[Records to process Boundary: Start]

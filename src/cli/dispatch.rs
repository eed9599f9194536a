// Copyright (c) 2018-2025  Brendan Molloy <brendan@bbqsrc.net>,
//                          Ilya Solovyiov <ilya.solovyiov@gmail.com>,
//                          Kai Ren <tyranron@gmail.com>
//
// Licensed under the Apache License, Version 2.0 <LICENSE-APACHE or
// http://www.apache.org/licenses/LICENSE-2.0> or the MIT license
// <LICENSE-MIT or http://opensource.org/licenses/MIT>, at your
// option. This file may not be copied, modified, or distributed
// except according to those terms.

//! Dispatching of parsed [`Opts`] to the pipeline.

use std::{ffi::OsString, io, path::PathBuf};

use clap::{error::ErrorKind, CommandFactory as _};

use crate::{
    error::{Error, InputError, Result},
    extract::Extractor,
    model::{self, Feature},
    output::{Styles, WriteStrExt as _},
    parser::{Basic, Embedded, Parser as _},
    render::{HelperContext, RenderRequest, Renderer},
    tag::TagFilter,
};

use super::{
    opts::{Command, ExtractCli, Opts, RenderCli},
    usage::Usage,
};

/// Exit code of a successful run.
pub const EXIT_SUCCESS: i32 = 0;

/// Exit code of a failed run.
pub const EXIT_FAILURE: i32 = 1;

/// Command dispatcher.
///
/// Owns the [`Usage`] registry for the duration of a run.
#[derive(Clone, Debug)]
pub struct App {
    usage: Usage,
    styles: Styles,
}

impl Default for App {
    fn default() -> Self {
        Self::new()
    }
}

impl App {
    /// Creates a new [`App`] with [`Usage`] of all the [`Command`]s and plain
    /// [`Styles`].
    #[must_use]
    pub fn new() -> Self {
        Self {
            usage: Usage::from_command(&Opts::command()),
            styles: Styles::plain(),
        }
    }

    /// Replaces the [`Styles`] of diagnostics.
    #[must_use]
    pub fn with_styles(mut self, styles: Styles) -> Self {
        self.styles = styles;
        self
    }

    /// Returns the [`Usage`] printed along with fatal errors.
    #[must_use]
    pub const fn usage(&self) -> &Usage {
        &self.usage
    }

    /// Parses the given command line `args` and runs the chosen [`Command`],
    /// writing its results into `out` and diagnostics into `err`.
    ///
    /// Returns the exit code of the run.
    pub fn run<I, T>(
        &self,
        args: I,
        out: &mut dyn io::Write,
        err: &mut dyn io::Write,
    ) -> i32
    where
        I: IntoIterator<Item = T>,
        T: Into<OsString> + Clone,
    {
        let opts = match Opts::try_parsed_from(args) {
            Ok(opts) => opts,
            Err(e) => return self.clap_error(&e, out, err),
        };

        let result = match &opts.command {
            Command::Extract(cli) => self.extract(cli, out, err),
            Command::Render(cli) => self.render(cli, out, err),
        };
        let code = result.unwrap_or_else(|e| {
            self.fail(&e, err);
            EXIT_FAILURE
        });

        if let Err(e) = out.flush() {
            self.fail(&Error::Output(e), err);
            return EXIT_FAILURE;
        }
        code
    }

    /// Runs the [`Command::Extract`].
    ///
    /// Unreadable files are reported right away and don't prevent the
    /// remaining files from being extracted.
    fn extract(
        &self,
        cli: &ExtractCli,
        out: &mut dyn io::Write,
        err: &mut dyn io::Write,
    ) -> Result<i32> {
        if cli.files.is_empty() {
            return Err(InputError::NoInput.into());
        }

        let extractor = cli.markers.extractor();
        let with_banners = cli.files.len() > 1;
        let mut failed = false;
        for file in &cli.files {
            let extraction = match extractor.extract_file(file) {
                Ok(extraction) => extraction,
                Err(e) => {
                    self.diagnose(&e.into(), err)?;
                    failed = true;
                    continue;
                }
            };

            if with_banners {
                out.write_line(format!("# ==> {} <==", file.display()))?;
            }
            for text in &extraction.texts {
                if cli.as_features {
                    out.write_line(text.to_feature_source())?;
                } else {
                    out.write_line(text.text())?;
                }
            }
        }

        if failed {
            self.print_usage(err)?;
            Ok(EXIT_FAILURE)
        } else {
            Ok(EXIT_SUCCESS)
        }
    }

    /// Runs the [`Command::Render`].
    fn render(
        &self,
        cli: &RenderCli,
        out: &mut dyn io::Write,
        err: &mut dyn io::Write,
    ) -> Result<i32> {
        let filter = cli.tags.parse::<TagFilter>()?;
        let context = HelperContext::new(&cli.short_name_pattern)?;
        let paths = cli.feature_paths();

        let missing = paths
            .iter()
            .chain(&cli.embedded)
            .filter(|p| !p.exists())
            .cloned()
            .collect::<Vec<_>>();
        if let Some((last, rest)) = missing.split_last() {
            for path in rest {
                self.diagnose(
                    &InputError::Missing { path: path.clone() }.into(),
                    err,
                )?;
            }
            return Err(InputError::Missing { path: last.clone() }.into());
        }

        let features = load_features(
            &paths,
            &cli.embedded,
            &cli.markers.extractor(),
            &filter,
        )?;

        if cli.list {
            for feature in &features {
                for scenario in &feature.scenarios {
                    out.write_line(
                        context.scenario_title(&feature.uri, &scenario.name)?,
                    )?;
                }
            }
        } else if cli.json {
            for feature in &features {
                out.write_line(
                    serde_json::to_string(feature).map_err(io::Error::from)?,
                )?;
            }
        } else {
            let rendered = Renderer::new(context)?.render(RenderRequest {
                variant: cli.variant(),
                resources: &cli.resources,
                features: &features,
            })?;
            out.write_str(rendered)?;
        }

        Ok(EXIT_SUCCESS)
    }

    /// Handles a failure to parse the command line.
    fn clap_error(
        &self,
        e: &clap::Error,
        out: &mut dyn io::Write,
        err: &mut dyn io::Write,
    ) -> i32 {
        if matches!(e.kind(), ErrorKind::DisplayHelp | ErrorKind::DisplayVersion)
        {
            return match out.write_str(e.render().to_string()) {
                Ok(()) => EXIT_SUCCESS,
                Err(io) => {
                    self.fail(&Error::Output(io), err);
                    EXIT_FAILURE
                }
            };
        }

        let message = if matches!(
            e.kind(),
            ErrorKind::DisplayHelpOnMissingArgumentOrSubcommand
                | ErrorKind::MissingSubcommand
        ) {
            "no command given".to_owned()
        } else {
            let rendered = e.to_string();
            rendered
                .lines()
                .next()
                .unwrap_or_default()
                .trim_start_matches("error: ")
                .to_owned()
        };
        self.fail(&Error::Usage(message), err);
        EXIT_FAILURE
    }

    /// Reports a fatal error along with the [`Usage`].
    fn fail(&self, e: &Error, err: &mut dyn io::Write) {
        let reported = self
            .diagnose(e, err)
            .and_then(|()| self.print_usage(err));
        if let Err(e) = reported {
            tracing::error!("failed to report error: {e}");
        }
    }

    /// Writes the diagnostic lines of the given error.
    fn diagnose(&self, e: &Error, err: &mut dyn io::Write) -> io::Result<()> {
        tracing::debug!(error = ?e, "reporting error");

        let mut chain = e.chain().into_iter();
        if let Some(first) = chain.next() {
            err.write_line(self.styles.err(format!("Error: {first}")))?;
        }
        for cause in chain {
            err.write_line(format!("  caused by: {cause}"))?;
        }
        Ok(())
    }

    fn print_usage(&self, err: &mut dyn io::Write) -> io::Result<()> {
        err.write_line("")?;
        err.write_line(self.styles.bold(self.usage.to_string()))
    }
}

/// Loads, tag-filters and orders [`Feature`]s: the native ones from the
/// given `paths` first, then the ones embedded into the `sources`.
///
/// # Errors
///
/// If any source is unreadable, or any feature fails to parse.
pub fn load_features(
    paths: &[PathBuf],
    sources: &[PathBuf],
    extractor: &Extractor,
    filter: &TagFilter,
) -> Result<Vec<Feature>> {
    let mut parsed = Vec::new();
    for path in paths {
        for feature in Basic.parse(path) {
            parsed.push(feature?);
        }
    }

    let mut texts = Vec::new();
    for source in sources {
        texts.extend(extractor.extract_file(source)?.texts);
    }
    for feature in Embedded.parse(&texts) {
        parsed.push(feature?);
    }

    Ok(model::build(parsed, filter))
}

[Records to process Boundary: End]

◆ Work instruction
Considering only the data above, return the lines in which "Returns" occurs.

◆ Response to the task
    /// Returns the [`Usage`] printed along with fatal errors.
    /// Returns the exit code of the run.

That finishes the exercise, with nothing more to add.